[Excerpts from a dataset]
>>
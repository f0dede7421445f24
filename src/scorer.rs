//! Section-level support scoring: how well does the best-matching section of
//! the cited document cover the claim around the citation marker?

use crate::embeddings::{cosine_similarity, EmbeddingProvider};
use crate::error::{CitationError, Result};
use crate::models::CitedSection;
use crate::sections::{split_sections, DocumentParser};

use std::path::Path;
use std::sync::Arc;

/// Section bodies are cut to this many characters before embedding.
pub const MAX_SECTION_CHARS: usize = 8000;

/// Best-matching section of a cited document and its cosine similarity to
/// the claim.
#[derive(Debug, Clone, PartialEq)]
pub struct SupportEvidence {
    pub section: Option<String>,
    pub score: f64,
}

impl SupportEvidence {
    /// No document, or nothing in it could be compared.
    pub fn none() -> Self {
        Self {
            section: None,
            score: 0.0,
        }
    }
}

pub struct SupportScorer {
    parser: Arc<dyn DocumentParser>,
    embedder: Arc<dyn EmbeddingProvider>,
}

impl SupportScorer {
    pub fn new(parser: Arc<dyn DocumentParser>, embedder: Arc<dyn EmbeddingProvider>) -> Self {
        Self { parser, embedder }
    }

    pub fn embedder(&self) -> &Arc<dyn EmbeddingProvider> {
        &self.embedder
    }

    /// Score `claim` against a resolved document. A missing document is not an
    /// error; it simply carries no evidence.
    pub async fn score(&self, document: Option<&Path>, claim: &str) -> Result<SupportEvidence> {
        let path = match document {
            Some(path) => path,
            None => return Ok(SupportEvidence::none()),
        };
        let sections = self.load_sections(path).await?;
        self.score_sections(claim, &sections).await
    }

    /// Parse a document on the blocking pool and split it into sections.
    pub async fn load_sections(&self, path: &Path) -> Result<Vec<CitedSection>> {
        let parser = Arc::clone(&self.parser);
        let owned = path.to_path_buf();
        let text = match tokio::task::spawn_blocking(move || parser.parse(&owned)).await {
            Ok(parsed) => parsed?,
            Err(e) => {
                // pdf-extract panics on some malformed PDFs.
                let reason = if e.is_panic() {
                    format!("parser panicked: {}", panic_message(e.into_panic()))
                } else {
                    format!("parser task cancelled: {}", e)
                };
                return Err(CitationError::Parse {
                    path: path.to_path_buf(),
                    reason,
                });
            }
        };
        Ok(split_sections(&text))
    }

    /// Embed the claim and every section body in one batch and pick the most
    /// similar section. The first section wins ties.
    pub async fn score_sections(&self, claim: &str, sections: &[CitedSection]) -> Result<SupportEvidence> {
        if sections.is_empty() {
            return Ok(SupportEvidence::none());
        }

        let mut inputs = Vec::with_capacity(sections.len() + 1);
        inputs.push(claim.to_string());
        inputs.extend(sections.iter().map(|s| truncate_chars(&s.body, MAX_SECTION_CHARS)));

        let vectors = self.embedder.embed(&inputs).await?;
        if vectors.len() != inputs.len() {
            return Err(CitationError::embedding(format!(
                "expected {} embeddings, got {}",
                inputs.len(),
                vectors.len()
            )));
        }

        let (claim_vector, section_vectors) = vectors
            .split_first()
            .ok_or_else(|| CitationError::embedding("empty embedding response"))?;

        Ok(match best_match(claim_vector, section_vectors) {
            Some((index, score)) => SupportEvidence {
                section: Some(sections[index].heading.clone()),
                score,
            },
            None => SupportEvidence::none(),
        })
    }
}

/// Index and similarity of the candidate most similar to `query`; the first
/// maximum wins.
pub fn best_match(query: &[f32], candidates: &[Vec<f32>]) -> Option<(usize, f64)> {
    let mut best: Option<(usize, f64)> = None;
    for (index, candidate) in candidates.iter().enumerate() {
        let score = cosine_similarity(query, candidate);
        if best.map_or(true, |(_, top)| score > top) {
            best = Some((index, score));
        }
    }
    best
}

fn panic_message(payload: Box<dyn std::any::Any + Send>) -> String {
    if let Some(s) = payload.downcast_ref::<&str>() {
        s.to_string()
    } else if let Some(s) = payload.downcast_ref::<String>() {
        s.clone()
    } else {
        "unknown panic payload".to_string()
    }
}

fn truncate_chars(text: &str, max: usize) -> String {
    match text.char_indices().nth(max) {
        Some((end, _)) => text[..end].to_string(),
        None => text.to_string(),
    }
}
<<
* YOUR OBJECTIVE *
Set down, word for word, every line from the line that holds "else if let" to the end of the entries above, including both ends.

* EXPECTED OUTPUT *
    } else if let Some(s) = payload.downcast_ref::<String>() {
        s.clone()
    } else {
        "unknown panic payload".to_string()
    }
}

fn truncate_chars(text: &str, max: usize) -> String {
    match text.char_indices().nth(max) {
        Some((end, _)) => text[..end].to_string(),
        None => text.to_string(),
    }
}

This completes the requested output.